As such, it is important for researchers to determine whether they have a traditional ADL(2,1) process, i.e., Scenario A, where the structural lags have independent effects, or a Wilkins (Reference Wilkins2018) ADL(2,1) process, i.e., Scenario B, where these lags are proxies for the stochastic error process.

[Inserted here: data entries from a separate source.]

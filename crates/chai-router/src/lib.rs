//! Permission-driven menu and route resolution for the Chai admin console
//!
//! The backend delivers a flat list of permission nodes. This crate turns it
//! into a navigation tree ([`build_tree`]) and lazily mounted routes
//! ([`RouteMaterializer`]), keeps both in a load-once [`MenuStore`], and gates
//! every navigation through a [`NavigationGuard`].

#![forbid(unsafe_code)]
#![warn(
    clippy::all,
    clippy::pedantic,
    clippy::nursery,
    missing_docs,
    rust_2018_idioms
)]

pub mod error;
pub mod guard;
pub mod mock;
pub mod path;
pub mod permission;
pub mod route;
pub mod service;
pub mod store;
pub mod table;
pub mod tree;
pub mod view;

// Re-export commonly used types
pub use error::{ErrorSeverity, RouterError, RouterResult};
pub use guard::{
    NavigationDecision, NavigationGuard, NavigationRequest, NavigationUi, Redirect,
    RedirectReason, SessionProvider,
};
pub use path::{canonical_view_key, normalize_route_path};
pub use permission::{PermissionRequirement, PermissionSet, Visibility};
pub use route::{RouteDefinition, RouteMaterializer, RouteMeta};
pub use service::MenuService;
pub use store::{MenuSnapshot, MenuStore};
pub use table::{RouteMatch, RouteOrigin, RouteTable};
pub use tree::{BuildOptions, PermissionTreeNode, SortDirection, SortField, build_tree};
pub use view::{ComponentResolver, LazyView, MountedView, ViewRegistry};
//! Menu-fetch collaborator trait

use crate::error::RouterResult;
use async_trait::async_trait;

/// Source of the backend permission node list
///
/// Implementations return the raw JSON payload; array validation and node
/// normalisation happen in [`crate::MenuStore`], so every backend gets the same
/// `MalformedResponse` handling.
#[async_trait]
pub trait MenuService: Send + Sync {
    /// Fetch the permission nodes granted to the current session
    async fn fetch_menu(&self) -> RouterResult<serde_json::Value>;

    /// Get service name
    fn name(&self) -> &str;
}
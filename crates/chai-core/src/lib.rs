//! Core types and utilities for the Chai admin console

#![forbid(unsafe_code)]
#![warn(
    clippy::all,
    clippy::pedantic,
    clippy::nursery,
    missing_docs,
    rust_2018_idioms
)]

pub mod config;
pub mod error;
pub mod types;

// Re-export commonly used types
pub use config::{ConsoleConfig, LogFormat, LoggingConfig, RouterConfig};
pub use error::{Error, Result};
pub use types::{MenuStatus, MenuType, NodeId, PermissionNode};

/// Initialize the logging system
///
/// Logs go to stderr. `RUST_LOG` takes precedence over the configured level.
///
/// # Errors
///
/// Returns an error if a global subscriber is already installed.
pub fn init_logging(logging: &LoggingConfig) -> Result<()> {
    use tracing_subscriber::{EnvFilter, layer::SubscriberExt, util::SubscriberInitExt};

    let filter =
        EnvFilter::try_from_default_env().unwrap_or_else(|_| EnvFilter::new(&logging.level));
    let registry = tracing_subscriber::registry().with(filter);

    let result = match logging.format {
        LogFormat::Json => registry
            .with(tracing_subscriber::fmt::layer().json().with_writer(std::io::stderr))
            .try_init(),
        LogFormat::Text => registry
            .with(tracing_subscriber::fmt::layer().with_writer(std::io::stderr))
            .try_init(),
    };

    result.map_err(|e| Error::configuration(format!("failed to initialise logging: {e}")))?;
    tracing::debug!(level = %logging.level, format = ?logging.format, "logging initialised");
    Ok(())
}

Even when Wilkins’s interpretation is correct (Scenario B), and an ADL(2,1) model can rightly be reparameterized as a PA(1) model, Wilkins’s estimation strategy is inefficient, because it estimates one more reduced-form parameter than necessary to identify the structural equations. Moreover, one loses an additional year of data, since $y_{t-2}$ is used as an input. Neither of these matters asymptotically, but efficiency losses are greater in shorter series. This is especially important in time-series analysis, where sample coefficient estimates are used as inputs for additional quantities of interest (e.g., the LRM and impulse response functions). For these nonlinear combinations of coefficients, slight efficiency losses may have severe consequences.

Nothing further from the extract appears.